- _Data to examine_:
====================
//! Optimistic read-modify-write of one user's aggregate.
//!
//! Load, mutate in memory, compare-and-swap on the stored version. A lost race
//! reloads and re-applies the mutation from scratch, so the closure must be a
//! pure function of the aggregate it is handed.

use std::sync::Arc;

use kudos_core::config::UpdaterConfig;
use kudos_core::{
    Clock, KudosError, KudosResult, RecoveryAction, UserAggregate, VersionedAggregate,
};
use tracing::{debug, trace};

use crate::gateway::StoreGateway;

/// What the mutation decided.
pub enum Mutation<R> {
    /// Persist the mutated aggregate.
    Write(R),
    /// Nothing changed; leave the stored document alone.
    Skip(R),
}

/// Result of a finished transaction.
#[derive(Debug, Clone)]
pub struct Committed<R> {
    /// The aggregate as stored after this transaction (or as loaded, if skipped).
    pub aggregate: UserAggregate,
    pub version: u64,
    pub written: bool,
    pub attempts: u32,
    pub value: R,
}

#[derive(Clone)]
pub struct OptimisticWriter {
    gateway: StoreGateway,
    retry: UpdaterConfig,
    clock: Arc<dyn Clock>,
}

impl OptimisticWriter {
    pub fn new(gateway: StoreGateway, retry: UpdaterConfig, clock: Arc<dyn Clock>) -> Self {
        Self {
            gateway,
            retry,
            clock,
        }
    }

    pub fn gateway(&self) -> &StoreGateway {
        &self.gateway
    }

    pub async fn load(&self, user_id: &str) -> KudosResult<Option<VersionedAggregate>> {
        let uid = user_id.to_string();
        self.gateway
            .call("get_aggregate", move |store| store.get_aggregate(&uid))
            .await
    }

    /// Apply `mutate` to the user's aggregate under optimistic concurrency.
    ///
    /// Returns `None` when the user has no document and `create_if_missing`
    /// is false.
    pub async fn modify<R, F>(
        &self,
        user_id: &str,
        create_if_missing: bool,
        mut mutate: F,
    ) -> KudosResult<Option<Committed<R>>>
    where
        F: FnMut(&mut UserAggregate) -> KudosResult<Mutation<R>>,
    {
        let mut attempt: u32 = 0;
        loop {
            attempt += 1;

            let loaded = match self.load(user_id).await {
                Ok(Some(v)) => v,
                Ok(None) if create_if_missing => {
                    VersionedAggregate::unpersisted(UserAggregate::new(user_id, self.clock.now()))
                }
                Ok(None) => return Ok(None),
                Err(e) => {
                    self.backoff_or_fail(user_id, attempt, e).await?;
                    continue;
                }
            };
            trace!(user_id, attempt, version = loaded.version, "aggregate loaded");

            let mut next = loaded.aggregate.clone();
            let value = match mutate(&mut next)? {
                Mutation::Skip(value) => {
                    return Ok(Some(Committed {
                        aggregate: loaded.aggregate,
                        version: loaded.version,
                        written: false,
                        attempts: attempt,
                        value,
                    }))
                }
                Mutation::Write(value) => value,
            };

            let to_store = next.clone();
            let expected = loaded.version;
            let committed = self
                .gateway
                .call("commit_aggregate", move |store| {
                    store.commit_aggregate(&to_store, expected)
                })
                .await;

            match committed {
                Ok(version) => {
                    return Ok(Some(Committed {
                        aggregate: next,
                        version,
                        written: true,
                        attempts: attempt,
                        value,
                    }))
                }
                Err(e) => self.backoff_or_fail(user_id, attempt, e).await?,
            }
        }
    }

    /// Sleep before the next attempt, or turn `error` into the final failure.
    async fn backoff_or_fail(&self, user_id: &str, attempt: u32, error: KudosError) -> KudosResult<()> {
        if RecoveryAction::for_error(&error) != RecoveryAction::Retry {
            return Err(error);
        }
        let retries_used = attempt - 1;
        if retries_used >= self.retry.max_retries {
            return Err(KudosError::Conflict {
                user_id: user_id.to_string(),
                attempts: attempt,
            });
        }
        let delay = self.retry.backoff_for(retries_used);
        debug!(
            user_id,
            attempt,
            delay_ms = delay.as_millis() as u64,
            error = %error,
            "transaction conflict, retrying"
        );
        tokio::time::sleep(delay).await;
        Ok(())
    }
}
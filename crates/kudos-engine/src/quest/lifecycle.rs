//! Quest activation, deactivation and expiry.
//!
//! `Inactive → Active → Completed`, with `Deactivated` reachable from
//! `Active` either explicitly or when the daily job finds it past `expires_on`.

use std::sync::Arc;

use chrono::{Duration, NaiveDate};
use kudos_core::config::{QuestConfig, QuestRequirements, StreakConfig};
use kudos_core::{
    Clock, KudosError, KudosResult, QuestActivation, QuestProgress, QuestStatus, UserAggregate,
    Week7Quest,
};
use tracing::info;

use super::evaluator;
use crate::transaction::{Mutation, OptimisticWriter};

/// Deactivate an active quest whose last day is before `today`.
pub fn expire_if_due(quest: &mut Week7Quest, today: NaiveDate) -> bool {
    match quest.expires_on {
        Some(expires_on) if quest.active() && expires_on < today => {
            quest.status = QuestStatus::Deactivated;
            true
        }
        _ => false,
    }
}

/// Activation rules applied to a loaded aggregate. Pure so it can be retried.
pub fn try_activate(
    aggregate: &mut UserAggregate,
    course_id: &str,
    today: NaiveDate,
    config: &QuestConfig,
) -> QuestActivation {
    expire_if_due(&mut aggregate.week7_quest, today);

    let quest = &aggregate.week7_quest;
    if quest.active() {
        return QuestActivation::rejected("a readiness quest is already active");
    }
    if quest.status == QuestStatus::Completed && quest.course_id.as_deref() == Some(course_id) {
        return QuestActivation::rejected("the readiness quest for this course is already completed");
    }
    if let Some(enrolled) = aggregate.course_id.as_deref() {
        if enrolled != course_id {
            return QuestActivation::rejected(format!(
                "user is enrolled in `{enrolled}`, not `{course_id}`"
            ));
        }
    }

    let duration = i64::from(config.duration_days.max(1));
    aggregate.course_id = Some(course_id.to_string());
    aggregate.week7_quest = Week7Quest {
        status: QuestStatus::Active,
        course_id: Some(course_id.to_string()),
        exam_readiness_percent: 0,
        boss_battle_completed: false,
        double_xp_earned: 0,
        activated_on: Some(today),
        expires_on: Some(today + Duration::days(duration - 1)),
    };
    evaluator::refresh(
        &mut aggregate.week7_quest,
        &aggregate.activities,
        &config.requirements,
    );

    QuestActivation::Activated {
        quest: aggregate.week7_quest.clone(),
    }
}

pub struct QuestService {
    writer: OptimisticWriter,
    config: QuestConfig,
    streak: StreakConfig,
    clock: Arc<dyn Clock>,
}

impl QuestService {
    pub fn new(
        writer: OptimisticWriter,
        config: QuestConfig,
        streak: StreakConfig,
        clock: Arc<dyn Clock>,
    ) -> Self {
        Self {
            writer,
            config,
            streak,
            clock,
        }
    }

    pub fn requirements(&self) -> QuestRequirements {
        self.config.requirements.clone()
    }

    pub async fn activate(
        &self,
        user_id: &str,
        course_id: &str,
        current_week: u32,
    ) -> KudosResult<QuestActivation> {
        if user_id.trim().is_empty() || course_id.trim().is_empty() {
            return Err(KudosError::Validation(
                "user_id and course_id must be non-empty".into(),
            ));
        }
        if current_week != self.config.quest_week {
            return Ok(QuestActivation::rejected(format!(
                "the readiness quest opens in week {}, not week {current_week}",
                self.config.quest_week
            )));
        }

        let now = self.clock.now();
        let today = self.streak.local_date(now);
        let committed = self
            .writer
            .modify(user_id, true, |agg| {
                let result = try_activate(agg, course_id, today, &self.config);
                if result.is_activated() {
                    agg.updated_at = now;
                    Ok(Mutation::Write(result))
                } else {
                    Ok(Mutation::Skip(result))
                }
            })
            .await?;

        let activation = committed
            .map(|c| c.value)
            .unwrap_or_else(|| QuestActivation::rejected("user not found"));
        if let QuestActivation::Activated { quest } = &activation {
            info!(
                user_id,
                course_id,
                expires_on = ?quest.expires_on,
                readiness = quest.exam_readiness_percent,
                "readiness quest activated"
            );
        }
        Ok(activation)
    }

    /// Returns whether an active quest was deactivated.
    pub async fn deactivate(&self, user_id: &str) -> KudosResult<bool> {
        let now = self.clock.now();
        let committed = self
            .writer
            .modify(user_id, false, |agg| {
                if agg.week7_quest.active() {
                    agg.week7_quest.status = QuestStatus::Deactivated;
                    agg.updated_at = now;
                    Ok(Mutation::Write(true))
                } else {
                    Ok(Mutation::Skip(false))
                }
            })
            .await?;

        let deactivated = committed.is_some_and(|c| c.value);
        if deactivated {
            info!(user_id, "readiness quest deactivated");
        }
        Ok(deactivated)
    }

    pub async fn progress(&self, user_id: &str) -> KudosResult<QuestProgress> {
        let aggregate = match self.writer.load(user_id).await? {
            Some(v) => v.aggregate,
            None => UserAggregate::new(user_id, self.clock.now()),
        };
        Ok(evaluator::progress(
            &aggregate.week7_quest,
            &aggregate.activities,
            &self.config.requirements,
        ))
    }
}
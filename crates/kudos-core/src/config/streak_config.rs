use chrono::{DateTime, Datelike, Duration, FixedOffset, NaiveDate, Utc};
use serde::{Deserialize, Serialize};

use crate::errors::{KudosError, KudosResult};

/// Daily streak settings and the local calendar used for day/week boundaries.
#[derive(Debug, Clone, Serialize, Deserialize)]
#[serde(default)]
pub struct StreakConfig {
    /// A freeze is granted every N consecutive days.
    pub freeze_award_interval_days: u32,
    /// Maximum freezes a user can hold.
    pub max_freezes: u32,
    /// Offset of the engine's local day from UTC, in minutes (e.g. -480 for PST).
    pub utc_offset_minutes: i32,
}

impl Default for StreakConfig {
    fn default() -> Self {
        Self {
            freeze_award_interval_days: 7,
            max_freezes: 3,
            utc_offset_minutes: 0,
        }
    }
}

impl StreakConfig {
    pub fn utc_offset(&self) -> KudosResult<FixedOffset> {
        FixedOffset::east_opt(self.utc_offset_minutes.saturating_mul(60)).ok_or_else(|| {
            KudosError::Config(format!(
                "streak.utc_offset_minutes out of range: {}",
                self.utc_offset_minutes
            ))
        })
    }

    /// Local calendar date of an instant. Out-of-range offsets fall back to UTC
    /// (`validate()` rejects them at startup).
    pub fn local_date(&self, at: DateTime<Utc>) -> NaiveDate {
        match self.utc_offset() {
            Ok(offset) => at.with_timezone(&offset).date_naive(),
            Err(_) => at.date_naive(),
        }
    }

    /// Monday of the local week containing `date`.
    pub fn week_start(date: NaiveDate) -> NaiveDate {
        date - Duration::days(i64::from(date.weekday().num_days_from_monday()))
    }
}
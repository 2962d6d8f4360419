//! # kudos-core
//!
//! Foundation crate for the Kudos gamification engine.
//! Defines the per-user aggregate model, badge and activity types, errors,
//! configuration, the storage trait, the clock abstraction and tracing setup.
//! Every other crate in the workspace depends on this.

pub mod config;
pub mod errors;
pub mod models;
pub mod observability;
pub mod traits;

// Re-export the most commonly used types at the crate root.
pub use config::KudosConfig;
pub use errors::{KudosError, KudosResult, RecoveryAction, StorageError, StorageResult};
pub use models::{
    Activity, ActivityCategory, ActivityCounters, ActivityEvent, ActivityOutcome, BadgeCategory,
    BadgeCriteria, BadgeDefinition, BadgeProgress, LevelInfo, MaintenanceOutcome,
    MaintenanceReport, QuestActivation, QuestProgress, QuestStatus, StreakState, UserAggregate,
    UserBadge, UserStats, Week7Quest, WeeklyProgress,
};
pub use traits::{Clock, IAggregateStore, ManualClock, SystemClock, VersionedAggregate};
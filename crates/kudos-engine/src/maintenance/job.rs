//! Daily streak maintenance over every stored user.
//!
//! Users are paged by id and processed concurrently inside each page, each in
//! its own optimistic transaction. One user's failure is counted and logged;
//! it never stops the run. Two runs never overlap: a trigger that arrives while
//! a run is in progress returns `Skipped`.
//!
//! A badge engine left degraded by a startup outage gets one catalog reload
//! per run.

use std::sync::atomic::{AtomicBool, Ordering};
use std::sync::Arc;

use chrono::{DateTime, NaiveDate, Utc};
use kudos_core::config::KudosConfig;
use kudos_core::{Clock, KudosError, KudosResult, MaintenanceOutcome, MaintenanceReport};
use tokio::sync::Semaphore;
use tokio::task::JoinSet;
use tracing::{debug, info, warn};
use uuid::Uuid;

use crate::badges::BadgeEngine;
use crate::quest::lifecycle;
use crate::streak::{self, DailyStreakOutcome};
use crate::transaction::{Mutation, OptimisticWriter};

/// What the daily pass changed for one user.
#[derive(Debug, Clone, Copy, Default, PartialEq, Eq)]
pub struct UserTally {
    pub streak_broken: bool,
    pub freeze_consumed: bool,
    pub weekly_reset: bool,
    pub quest_expired: bool,
}

impl UserTally {
    pub fn changed(&self) -> bool {
        self.streak_broken || self.freeze_consumed || self.weekly_reset || self.quest_expired
    }

    fn add_to(&self, report: &mut MaintenanceReport) {
        if self.changed() {
            report.users_updated += 1;
        }
        report.streaks_broken += u64::from(self.streak_broken);
        report.freezes_consumed += u64::from(self.freeze_consumed);
        report.weekly_resets += u64::from(self.weekly_reset);
        report.quests_expired += u64::from(self.quest_expired);
    }
}

/// Apply the daily rules to one user's aggregate.
pub async fn maintain_user(
    writer: &OptimisticWriter,
    user_id: &str,
    today: NaiveDate,
    now: DateTime<Utc>,
) -> KudosResult<UserTally> {
    let committed = writer
        .modify(user_id, false, |agg| {
            let mut tally = UserTally::default();
            match streak::apply_daily(&mut agg.streak, today) {
                DailyStreakOutcome::Broken => tally.streak_broken = true,
                DailyStreakOutcome::FreezeConsumed => tally.freeze_consumed = true,
                DailyStreakOutcome::Unchanged => {}
            }
            tally.weekly_reset = streak::roll_week(&mut agg.weekly, &mut agg.streak, today);
            tally.quest_expired = lifecycle::expire_if_due(&mut agg.week7_quest, today);

            if tally.changed() {
                agg.updated_at = now;
                Ok(Mutation::Write(tally))
            } else {
                Ok(Mutation::Skip(tally))
            }
        })
        .await?;
    Ok(committed.map(|c| c.value).unwrap_or_default())
}

/// Resets the running flag even if the run future is dropped.
struct RunGuard(Arc<AtomicBool>);

impl Drop for RunGuard {
    fn drop(&mut self) {
        self.0.store(false, Ordering::Release);
    }
}

pub struct MaintenanceJob {
    writer: OptimisticWriter,
    badges: Arc<BadgeEngine>,
    config: Arc<KudosConfig>,
    clock: Arc<dyn Clock>,
    running: Arc<AtomicBool>,
}

impl MaintenanceJob {
    pub fn new(
        writer: OptimisticWriter,
        badges: Arc<BadgeEngine>,
        config: Arc<KudosConfig>,
        clock: Arc<dyn Clock>,
    ) -> Self {
        Self {
            writer,
            badges,
            config,
            clock,
            running: Arc::new(AtomicBool::new(false)),
        }
    }

    pub fn is_running(&self) -> bool {
        self.running.load(Ordering::Acquire)
    }

    /// Run one full pass. Only errors that prevent scanning users at all are
    /// returned; per-user failures are reported in `MaintenanceReport::failures`.
    pub async fn run(&self) -> KudosResult<MaintenanceOutcome> {
        if self
            .running
            .compare_exchange(false, true, Ordering::AcqRel, Ordering::Acquire)
            .is_err()
        {
            info!("maintenance already running, skipping this trigger");
            return Ok(MaintenanceOutcome::Skipped);
        }
        let _guard = RunGuard(Arc::clone(&self.running));

        let started_at = self.clock.now();
        let today = self.config.streak.local_date(started_at);
        let mut report = MaintenanceReport::new(Uuid::new_v4().to_string(), started_at);
        info!(run_id = %report.run_id, %today, "maintenance run started");

        if self.badges.is_degraded().await {
            if self.badges.refresh().await {
                info!(run_id = %report.run_id, "badge catalog recovered by maintenance");
            } else {
                warn!(run_id = %report.run_id, "badge catalog still unavailable");
            }
        }

        let batch_size = self.config.maintenance.batch_size.max(1);
        let semaphore = Arc::new(Semaphore::new(self.config.maintenance.workers.max(1)));
        let mut cursor: Option<String> = None;

        loop {
            let after = cursor.clone();
            let page = self
                .writer
                .gateway()
                .call("list_user_ids_after", move |store| {
                    store.list_user_ids_after(after.as_deref(), batch_size)
                })
                .await
                .inspect_err(|e| warn!(run_id = %report.run_id, error = %e, "maintenance aborted, cannot list users"))?;

            if page.is_empty() {
                break;
            }
            report.users_scanned += page.len() as u64;
            cursor = page.last().cloned();
            let full_page = page.len() == batch_size;

            self.process_page(page, today, &semaphore, &mut report).await?;
            debug!(run_id = %report.run_id, scanned = report.users_scanned, "maintenance page done");

            if !full_page {
                break;
            }
        }

        report.finished_at = self.clock.now();
        let to_store = report.clone();
        if let Err(e) = self
            .writer
            .gateway()
            .call("record_maintenance_run", move |store| {
                store.record_maintenance_run(&to_store)
            })
            .await
        {
            warn!(run_id = %report.run_id, error = %e, "could not persist maintenance report");
        }

        info!(
            run_id = %report.run_id,
            users_scanned = report.users_scanned,
            users_updated = report.users_updated,
            streaks_broken = report.streaks_broken,
            freezes_consumed = report.freezes_consumed,
            weekly_resets = report.weekly_resets,
            quests_expired = report.quests_expired,
            failures = report.failures,
            "maintenance run finished"
        );
        Ok(MaintenanceOutcome::Completed(report))
    }

    async fn process_page(
        &self,
        page: Vec<String>,
        today: NaiveDate,
        semaphore: &Arc<Semaphore>,
        report: &mut MaintenanceReport,
    ) -> KudosResult<()> {
        let now = self.clock.now();
        let mut tasks = JoinSet::new();

        for user_id in page {
            let permit = Arc::clone(semaphore)
                .acquire_owned()
                .await
                .map_err(|_| KudosError::StoreUnavailable {
                    reason: "maintenance worker pool closed".into(),
                })?;
            let writer = self.writer.clone();
            tasks.spawn(async move {
                let _permit = permit;
                let result = maintain_user(&writer, &user_id, today, now).await;
                (user_id, result)
            });
        }

        while let Some(joined) = tasks.join_next().await {
            match joined {
                Ok((_, Ok(tally))) => tally.add_to(report),
                Ok((user_id, Err(e))) => {
                    report.failures += 1;
                    warn!(run_id = %report.run_id, user_id = %user_id, error = %e, "maintenance failed for user");
                }
                Err(e) => {
                    report.failures += 1;
                    warn!(run_id = %report.run_id, error = %e, "maintenance task panicked");
                }
            }
        }
        Ok(())
    }
}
====================
- _What the task asks_: Every line holding the word "Deserialize" should be copied out of the material.

- _Answer for the task_:
use serde::{Deserialize, Serialize};
#[derive(Debug, Clone, Serialize, Deserialize)]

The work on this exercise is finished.